Radiochemotherapy With and Without Dose Escalation in Patients Presenting Locally Advanced or Inoperable Carcinoma of the Oesophagus

Status:
Completed
Trial end date:
2018-12-17
Target enrollment:
Participant gender:
Summary
Exclusive concomitant radiochemotherapy (RCT) at a dose of 50 Gy delivered over 5 weeks, according to the RTOG 85-01 protocol, has led to improved 5-year survival in 25% of patients, whereas no patients survived for 5 years using radiotherapy alone for patients with esophageal cancer. Surgery, even when combined with preoperative RCT, also gives disappointing results for locally advanced tumors, which casts serious doubts on the usefulness of preoperative radiotherapy. By varying the fractionation schedule, the length of treatment or the radiotherapy volumes, it has become possible to obtain levels of loco-regional relapse of around 35 to 45%. After reviewing the results for loco-regional relapse according to the dose of radiation and the recommended radiotherapy volumes, we aimed to investigate why increasing the dose of radiation has no impact in esophageal cancers.
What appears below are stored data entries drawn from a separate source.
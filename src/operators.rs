//! Storage operator interface.
//!
//! The on-disk storage engine lives outside this crate; plan execution
//! talks to it through these traits. A store hands out one operator per
//! requested series id; operators yield their data in chunks, in the
//! temporal direction implied by `begin <=> end` (inclusive of `begin`,
//! exclusive of `end`).

use crate::error::Result;
use crate::types::{ParamId, Timestamp, TsDuration};

/// Outcome of one chunked read.
#[derive(Debug, Clone, Copy, PartialEq, Eq)]
pub struct ReadChunk {
    /// Number of elements written into the output buffers.
    pub written: usize,
    /// True when this is the last chunk; `written` may still be nonzero.
    pub done: bool,
}

impl ReadChunk {
    pub fn more(written: usize) -> Self {
        ReadChunk {
            written,
            done: false,
        }
    }

    pub fn last(written: usize) -> Self {
        ReadChunk {
            written,
            done: true,
        }
    }
}

/// Per-series stream of `(timestamp, value)` pairs.
pub trait RealValuedOperator {
    /// Fills `ts_buf`/`val_buf` (equal lengths) with the next chunk.
    fn read(&mut self, ts_buf: &mut [Timestamp], val_buf: &mut [f64]) -> Result<ReadChunk>;
}

/// Aggregate tuple computed by storage over a range or bucket.
#[derive(Debug, Clone, Copy, PartialEq, Default)]
pub struct AggregationResult {
    pub cnt: u64,
    pub sum: f64,
    pub min: f64,
    pub max: f64,
    /// Timestamp of the first sample in the range/bucket.
    pub first_ts: Timestamp,
    /// Timestamp of the last sample in the range/bucket.
    pub last_ts: Timestamp,
}

impl AggregationResult {
    /// Folds another tuple into this one. Used when several series map to
    /// one group representative.
    pub fn combine(&mut self, other: &AggregationResult) {
        if other.cnt == 0 {
            return;
        }
        if self.cnt == 0 {
            *self = *other;
            return;
        }
        self.cnt += other.cnt;
        self.sum += other.sum;
        self.min = self.min.min(other.min);
        self.max = self.max.max(other.max);
        self.first_ts = self.first_ts.min(other.first_ts);
        self.last_ts = self.last_ts.max(other.last_ts);
    }
}

/// Per-series stream of aggregate tuples: a single tuple for whole-range
/// aggregation, one tuple per bucket for group-aggregation.
pub trait AggregateOperator {
    /// Fills `ts_buf`/`agg_buf` (equal lengths) with the next chunk.
    /// Timestamps are range starts (whole-range) or bucket starts.
    fn read(
        &mut self,
        ts_buf: &mut [Timestamp],
        agg_buf: &mut [AggregationResult],
    ) -> Result<ReadChunk>;
}

/// Factory interface implemented by the storage engine.
pub trait SeriesStore {
    /// One scan operator per id over `[begin, end)`.
    fn scan(
        &self,
        ids: &[ParamId],
        begin: Timestamp,
        end: Timestamp,
    ) -> Result<Vec<Box<dyn RealValuedOperator>>>;

    /// One whole-range aggregate operator per id.
    fn aggregate(
        &self,
        ids: &[ParamId],
        begin: Timestamp,
        end: Timestamp,
    ) -> Result<Vec<Box<dyn AggregateOperator>>>;

    /// One bucketed aggregate operator per id, one tuple per `step`-wide
    /// bucket.
    fn group_aggregate(
        &self,
        ids: &[ParamId],
        begin: Timestamp,
        end: Timestamp,
        step: TsDuration,
    ) -> Result<Vec<Box<dyn AggregateOperator>>>;
}
/// Timestamp type: count of 10 ns intervals since the epoch.
///
/// The 10 ns unit keeps a u64 usable far past 2038 while still resolving
/// sub-microsecond events.
pub type Timestamp = u64;

/// Duration type, same 10 ns unit as [`Timestamp`]. Always non-negative.
pub type TsDuration = u64;

/// Stable numeric identity of a series within the catalog.
/// Zero means "no such series"; real ids are assigned monotonically
/// starting from one and never reused within a process.
pub type ParamId = u64;

/// Value type.
pub type Value = f64;

/// Number of 10 ns ticks in one second.
pub const TICKS_PER_SEC: u64 = 100_000_000;

/// Maximum length of a series name in bytes (canonical form).
pub const MAX_SERIES_NAME_LEN: usize = 1024;

/// Maximum number of tags in a series name.
pub const MAX_TAGS: usize = 32;

/// Payload carried by a sample flowing through the query pipeline.
#[derive(Debug, Clone, Copy, PartialEq)]
pub enum Payload {
    /// A real data point.
    Float(Value),
    /// Group-by bucket boundary marker. Buffering nodes drain on it.
    Empty,
    /// Internal non-data event; swallowed by the terminal node.
    Margin,
    /// Id-only sample, no value. Produced by metadata queries.
    ParamIdBit,
}

/// A single element of the sample stream.
#[derive(Debug, Clone, Copy, PartialEq)]
pub struct Sample {
    pub timestamp: Timestamp,
    pub paramid: ParamId,
    pub payload: Payload,
}

impl Sample {
    /// A real data point.
    pub fn float(timestamp: Timestamp, paramid: ParamId, value: Value) -> Self {
        Sample {
            timestamp,
            paramid,
            payload: Payload::Float(value),
        }
    }

    /// A group-by boundary marker at the given bucket edge.
    pub fn empty_marker(timestamp: Timestamp) -> Self {
        Sample {
            timestamp,
            paramid: 0,
            payload: Payload::Empty,
        }
    }

    /// An internal margin event.
    pub fn margin(timestamp: Timestamp) -> Self {
        Sample {
            timestamp,
            paramid: 0,
            payload: Payload::Margin,
        }
    }

    /// An id-only sample (metadata query output).
    pub fn id_only(paramid: ParamId) -> Self {
        Sample {
            timestamp: 0,
            paramid,
            payload: Payload::ParamIdBit,
        }
    }

    /// The data value, if this sample carries one.
    pub fn value(&self) -> Option<Value> {
        match self.payload {
            Payload::Float(x) => Some(x),
            _ => None,
        }
    }

    /// True for `Empty` and `Margin` payloads.
    pub fn is_marker(&self) -> bool {
        matches!(self.payload, Payload::Empty | Payload::Margin)
    }

    /// Sort key used by buffering nodes: `(timestamp, paramid)` ascending.
    pub fn sort_key(&self) -> (Timestamp, ParamId) {
        (self.timestamp, self.paramid)
    }
}
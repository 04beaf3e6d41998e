use thiserror::Error;

/// Status taxonomy of the query core.
///
/// User errors (malformed queries, bad series names) surface as `Err` values
/// through the parsing and planning APIs. Invariant violations (catalog
/// corruption, impossible plan shapes) are not represented here; they abort
/// via panic because they can never be caused by user input.
#[derive(Error, Debug, Clone, PartialEq, Eq)]
pub enum Error {
    #[error("invalid argument: {0}")]
    BadArg(String),

    #[error("bad data: {0}")]
    BadData(String),

    #[error("query parsing error: {0}")]
    QueryParsing(String),

    #[error("no data")]
    NoData,

    #[error("numeric overflow: {0}")]
    Overflow(String),
}

/// Result type for query core operations.
pub type Result<T> = std::result::Result<T, Error>;
/// K-way merge over scan sources. Series order uses the *output* id as the
/// major key, which also interleaves correctly when a group-by maps many
/// storage series onto one representative.
fn merge_scan(
    mut sources: Vec<ScanSource>,
    forward: bool,
    order: MergeOrder,
    proc: &mut dyn QueryProcessor,
) -> Result<()> {
    let key_of = |order: MergeOrder, ts: Timestamp, id: ParamId, src: usize| match order {
        MergeOrder::TimeMajor => (direction_key(forward, ts), id, src as u64),
        MergeOrder::SeriesMajor => (id, direction_key(forward, ts), src as u64),
    };

    let mut heap = BinaryHeap::with_capacity(sources.len());
    for (ix, source) in sources.iter_mut().enumerate() {
        if let Some((ts, _)) = source.peek()? {
            heap.push(Reverse(key_of(order, ts, source.out_id, ix)));
        }
    }
    while let Some(Reverse((_, _, src))) = heap.pop() {
        let source = &mut sources[src as usize];
        let (ts, value) = match source.peek()? {
            Some(pair) => pair,
            None => continue,
        };
        if !emit(proc, Sample::float(ts, source.out_id, value)) {
            return Ok(());
        }
        source.advance();
        if let Some((next_ts, _)) = source.peek()? {
            heap.push(Reverse(key_of(order, next_ts, source.out_id, src as usize)));
        }
    }
    Ok(())
}

/// Join materializer. Tier-1 operators arrive row-interleaved: operator
/// `row * cardinality + column` reads column `column` of row `row`. Every
/// emitted sample carries the row's first-column id, whose display name is
/// the pipe-joined metric list.
fn merge_join(
    ops: Vec<Box<dyn RealValuedOperator>>,
    t2: &QueryPlanStage,
    forward: bool,
    order: MergeOrder,
    proc: &mut dyn QueryProcessor,
) -> Result<()> {
    let cardinality = t2.join_cardinality;
    if cardinality < 2 || ops.len() != t2.ids.len() * cardinality {
        return Err(Error::BadArg(
            "join plan output ids don't line up with storage operators".into(),
        ));
    }
    let mut sources: Vec<ScanSource> = Vec::with_capacity(ops.len());
    for (ix, op) in ops.into_iter().enumerate() {
        let row = ix / cardinality;
        sources.push(ScanSource::new(op, t2.ids[row]));
    }

    match order {
        MergeOrder::SeriesMajor => {
            // Row by row; inside a row merge the columns by timestamp.
            for row_sources in sources.chunks_mut(cardinality) {
                let mut heap = BinaryHeap::with_capacity(cardinality);
                for (column, source) in row_sources.iter_mut().enumerate() {
                    if let Some((ts, _)) = source.peek()? {
                        heap.push(Reverse((direction_key(forward, ts), column)));
                    }
                }
                while let Some(Reverse((_, column))) = heap.pop() {
                    let source = &mut row_sources[column];
                    let (ts, value) = match source.peek()? {
                        Some(pair) => pair,
                        None => continue,
                    };
                    if !emit(proc, Sample::float(ts, source.out_id, value)) {
                        return Ok(());
                    }
                    source.advance();
                    if let Some((next_ts, _)) = source.peek()? {
                        heap.push(Reverse((direction_key(forward, next_ts), column)));
                    }
                }
            }
        }
        MergeOrder::TimeMajor => {
            // Global merge by (timestamp, row, column).
            let mut heap = BinaryHeap::with_capacity(sources.len());
            for (ix, source) in sources.iter_mut().enumerate() {
                if let Some((ts, _)) = source.peek()? {
                    heap.push(Reverse((direction_key(forward, ts), ix)));
                }
            }
            while let Some(Reverse((_, ix))) = heap.pop() {
                let source = &mut sources[ix];
                let (ts, value) = match source.peek()? {
                    Some(pair) => pair,
                    None => continue,
                };
                if !emit(proc, Sample::float(ts, source.out_id, value)) {
                    return Ok(());
                }
                source.advance();
                if let Some((next_ts, _)) = source.peek()? {
                    heap.push(Reverse((direction_key(forward, next_ts), ix)));
                }
            }
        }
    }
    Ok(())
}

/// Whole-range aggregation: one tuple per series, one output sample per
/// requested function, stamped with the tuple's first timestamp.
fn materialize_aggregate(
    mut sources: Vec<AggSource>,
    funcs: &[AggregationFunction],
    proc: &mut dyn QueryProcessor,
) -> Result<()> {
    for source in sources.iter_mut() {
        while let Some((_, tuple)) = source.peek()? {
            if tuple.cnt != 0 {
                for func in funcs {
                    let sample =
                        Sample::float(tuple.first_ts, source.out_id, func.apply(&tuple));
                    if !emit(proc, sample) {
                        return Ok(());
                    }
                }
            }
            source.advance();
        }
    }
    Ok(())
}

/// Group-by aggregation: folds the tuples of every series sharing a group
/// representative, then emits per function, representatives in ascending
/// id order.
fn combine_aggregate(
    mut sources: Vec<AggSource>,
    funcs: &[AggregationFunction],
    proc: &mut dyn QueryProcessor,
) -> Result<()> {
    let mut combined: BTreeMap<ParamId, AggregationResult> = BTreeMap::new();
    for source in sources.iter_mut() {
        while let Some((_, tuple)) = source.peek()? {
            combined.entry(source.out_id).or_default().combine(&tuple);
            source.advance();
        }
    }
    for (id, tuple) in combined {
        if tuple.cnt == 0 {
            continue;
        }
        for func in funcs {
            if !emit(proc, Sample::float(tuple.first_ts, id, func.apply(&tuple))) {
                return Ok(());
            }
        }
    }
    Ok(())
}

/// Bucketed aggregation in series order: drains each series' buckets in
/// turn, emitting `funcs.len()` samples per bucket.
fn series_order_aggregate(
    mut sources: Vec<AggSource>,
    funcs: &[AggregationFunction],
    proc: &mut dyn QueryProcessor,
) -> Result<()> {
    for source in sources.iter_mut() {
        while let Some((bucket_ts, tuple)) = source.peek()? {
            if tuple.cnt != 0 {
                for func in funcs {
                    let sample = Sample::float(bucket_ts, source.out_id, func.apply(&tuple));
                    if !emit(proc, sample) {
                        return Ok(());
                    }
                }
            }
            source.advance();
        }
    }
    Ok(())
}
pub mod error_area;

pub use error_area::ErrorArea;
Although INT-0123 phase III trial showed no benefit of dose escalation in esophageal cancer, some issues remain unclear as most of the patients who died in the experimental arm were treated above 50Gy. Moreover, only the tumor was treated up to 64Gy while involved nodes were not considered for dose escalation in this trial. In the RTOG 85-01phase III trial, an elective nodal irradiation from subclavicular fossa up to the esophagogastric junction was performed with a 2D technique, delivering 30Gy which could be considered as not appropriate. In this randomized phase II/III trial, we aim to test an exclusive concomitant chemoradiotherapy for patients with non resectable esophageal cancer with a dose escalation up to 66Gy on the primary tumor as well as the involved nodes using a 3D conformal technique combined with a 40 Gy elective nodal irradiation on lymph node stations (as defined by the RTOG) with a risk of microscopic involvement ≥ 20%.
Phase:
Phase 2/Phase 3
Details
Lead Sponsor:
Centre Georges Francois Leclerc
Collaborators:
Federation Francophone de Cancerologie Digestive
National Cancer Institute, France
SFRO:French Society of Radiation Oncology
UNICANCER